Isabel foi convidada a ficar do lado de fora do círculo e Baltazar a entrar.
O Babalaô falou em voz muito baixa, de modo que só o assistido pôde ouvir. Ficaram no colóquio íntimo por dez minutos. Isabel e Mário já se impacientavam, quando Baltazar regressou para o seu lado. Vinha com ar extremamente preocupado. Mas se concentrou em oração, apoderando-se da mão de Isabel, que apertava com força, como a transmitir-lhe afeto e segurança. Pensava no que lhe fora dito pelo orixá. Que deveria seguir o médico naquela noite, quando fosse ao morro. Talvez deixasse lá a vida, talvez não. Mas era obrigação de amor e fidelidade à Nação Nagô. Teria a seu lado os maiores da casa e não estaria sozinho, no plano material, que três dos médiuns presentes o acompanhariam. Mas não poderia levar o trinta-e-oito.
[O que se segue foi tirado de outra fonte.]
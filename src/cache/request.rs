//! Keyed request cache with TTL, debounce and single-flight fetches
//!
//! Every read goes through [`RequestCache::get`], which decides per key
//! whether to answer from memory, join a fetch already in progress, or start
//! a new one. Time is measured with [`tokio::time::Instant`] so the behaviour
//! can be exercised with a paused clock.

use std::collections::HashMap;
use std::fmt::Display;
use std::future::Future;
use std::hash::Hash;
use std::sync::{Arc, Mutex, MutexGuard, PoisonError};

use futures::future::{BoxFuture, FutureExt, Shared};
use tokio::time::Instant;

use super::CachePolicy;

type SharedFetch<V, E> = Shared<BoxFuture<'static, Result<V, E>>>;

/// A value and when it was stored
struct Stamped<V> {
    value: V,
    stored_at: Instant,
}

/// Fetch registered for a key, tagged so a detached fetch can recognise
/// that its slot was taken away.
struct InFlight<V, E> {
    ticket: u64,
    fetch: SharedFetch<V, E>,
}

struct Entry<V, E> {
    value: Option<Stamped<V>>,
    /// When the last fetch completed, successfully or not
    last_fetch: Option<Instant>,
    in_flight: Option<InFlight<V, E>>,
}

impl<V, E> Default for Entry<V, E> {
    fn default() -> Self {
        Self {
            value: None,
            last_fetch: None,
            in_flight: None,
        }
    }
}

struct State<K, V, E> {
    entries: HashMap<K, Entry<V, E>>,
    next_ticket: u64,
}

/// In-memory cache of fallible async reads.
///
/// Cloning is cheap and clones share the same entries.
pub struct RequestCache<K, V, E> {
    state: Arc<Mutex<State<K, V, E>>>,
}

impl<K, V, E> Clone for RequestCache<K, V, E> {
    fn clone(&self) -> Self {
        Self {
            state: Arc::clone(&self.state),
        }
    }
}

impl<K, V, E> Default for RequestCache<K, V, E> {
    fn default() -> Self {
        Self {
            state: Arc::new(Mutex::new(State {
                entries: HashMap::new(),
                next_ticket: 0,
            })),
        }
    }
}

fn lock<K, V, E>(state: &Mutex<State<K, V, E>>) -> MutexGuard<'_, State<K, V, E>> {
    // Entries stay consistent between statements, so a poisoned lock is still usable
    state.lock().unwrap_or_else(PoisonError::into_inner)
}

impl<K, V, E> RequestCache<K, V, E>
where
    K: Eq + Hash + Clone + Display + Send + Sync + 'static,
    V: Clone + Send + Sync + 'static,
    E: Clone + Send + Sync + 'static,
{
    pub fn new() -> Self {
        Self::default()
    }

    /// Read `key`, calling `fetch` only when the cache cannot answer.
    ///
    /// In order:
    /// 1. Within `policy.debounce` of the last completed fetch, a stored value
    ///    is returned as is, even when stale or when `force_refresh` is set.
    ///    Without a stored value the call waits out the window.
    /// 2. Unless `force_refresh`, a value younger than `policy.ttl` is returned.
    /// 3. A fetch already in flight for `key` is joined instead of starting
    ///    another one.
    ///
    /// A successful fetch stores its value. A failed fetch stores nothing and
    /// its error is returned to every caller that joined it.
    ///
    /// `fetch` is called while the cache is locked and must not touch this cache.
    pub async fn get<F, Fut>(
        &self,
        key: &K,
        policy: CachePolicy,
        force_refresh: bool,
        fetch: F,
    ) -> Result<V, E>
    where
        F: FnOnce() -> Fut + Send,
        Fut: Future<Output = Result<V, E>> + Send + 'static,
    {
        let wait = {
            let state = lock(&self.state);
            let now = Instant::now();
            match state.entries.get(key) {
                Some(Entry {
                    last_fetch: Some(last),
                    value,
                    ..
                }) if now.duration_since(*last) < policy.debounce => {
                    if let Some(stamped) = value {
                        log::debug!("Cache debounce: {}", key);
                        return Ok(stamped.value.clone());
                    }
                    Some(policy.debounce - now.duration_since(*last))
                }
                _ => None,
            }
        };

        if let Some(wait) = wait {
            log::debug!("Cache debounce wait {:?}: {}", wait, key);
            tokio::time::sleep(wait).await;
        }

        let fetch = {
            let mut guard = lock(&self.state);
            let State {
                entries,
                next_ticket,
            } = &mut *guard;
            let entry = entries.entry(key.clone()).or_default();

            if !force_refresh
                && let Some(stamped) = &entry.value
                && stamped.stored_at.elapsed() < policy.ttl
            {
                log::debug!("Cache hit: {}", key);
                return Ok(stamped.value.clone());
            }

            match &entry.in_flight {
                Some(in_flight) => {
                    log::debug!("Cache join in-flight: {}", key);
                    in_flight.fetch.clone()
                }
                None => {
                    log::debug!("Cache miss: {}", key);
                    let ticket = *next_ticket;
                    *next_ticket += 1;

                    let shared = self
                        .settle(key.clone(), ticket, fetch())
                        .boxed()
                        .shared();
                    entry.in_flight = Some(InFlight {
                        ticket,
                        fetch: shared.clone(),
                    });
                    shared
                }
            }
        };

        fetch.await
    }

    /// Wrap a fetch so that its outcome is recorded under `key`, unless the
    /// slot was invalidated while it ran.
    fn settle<Fut>(
        &self,
        key: K,
        ticket: u64,
        fetch: Fut,
    ) -> impl Future<Output = Result<V, E>> + Send + 'static
    where
        Fut: Future<Output = Result<V, E>> + Send + 'static,
    {
        let state = Arc::clone(&self.state);
        async move {
            let result = fetch.await;

            let mut state = lock(&state);
            let owned = state
                .entries
                .get(&key)
                .and_then(|e| e.in_flight.as_ref())
                .is_some_and(|f| f.ticket == ticket);

            if owned && let Some(entry) = state.entries.get_mut(&key) {
                let now = Instant::now();
                entry.in_flight = None;
                entry.last_fetch = Some(now);
                if let Ok(value) = &result {
                    entry.value = Some(Stamped {
                        value: value.clone(),
                        stored_at: now,
                    });
                }
            } else {
                log::debug!("Discarding detached fetch: {}", key);
            }

            result
        }
    }

    /// Store a value obtained elsewhere, replacing any pending fetch.
    pub fn prime(&self, key: K, value: V) {
        let mut state = lock(&self.state);
        let entry = state.entries.entry(key).or_default();
        entry.in_flight = None;
        entry.value = Some(Stamped {
            value,
            stored_at: Instant::now(),
        });
    }

    /// Stored value for `key`, fresh or not, without fetching.
    #[cfg(test)]
    pub fn peek(&self, key: &K) -> Option<V> {
        let state = lock(&self.state);
        state
            .entries
            .get(key)
            .and_then(|e| e.value.as_ref())
            .map(|s| s.value.clone())
    }

    /// Forget `key` and detach its in-flight fetch.
    pub fn invalidate(&self, key: &K) {
        if lock(&self.state).entries.remove(key).is_some() {
            log::debug!("Cache invalidate: {}", key);
        }
    }

    /// Forget every key matching `predicate`.
    pub fn invalidate_where(&self, predicate: impl Fn(&K) -> bool) {
        lock(&self.state).entries.retain(|key, _| {
            let remove = predicate(key);
            if remove {
                log::debug!("Cache invalidate: {}", key);
            }
            !remove
        });
    }

    /// Forget everything.
    pub fn clear(&self) {
        lock(&self.state).entries.clear();
    }

    /// Number of keys holding a value or a pending fetch
    #[cfg(test)]
    pub fn len(&self) -> usize {
        lock(&self.state).entries.len()
    }

    #[cfg(test)]
    pub fn is_empty(&self) -> bool {
        self.len() == 0
    }
}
Baltazar não tinha medo de enfrentar a escuridão, com seus perigos terríveis, mas pensava na possibilidade de afastar-se de Isabel, logo agora que começava a querê-la para esposa.
Às três da madrugada, Mário saía de casa precedido por negrinho de treze anos. Se tivesse reparado no policial de prontidão, talvez parasse para acudi-lo, que lhe escorria sangue do alto da cabeça. Se não estivesse tão tenso, carregando a pesada maleta e outra pasta, talvez suspeitasse de que outras pessoas se esgueiravam na escuridão, atrás dele. As próximas horas seriam de medo e expectativa. Estava indo encontrar-se com o leão que fustigara com vara demasiado curta.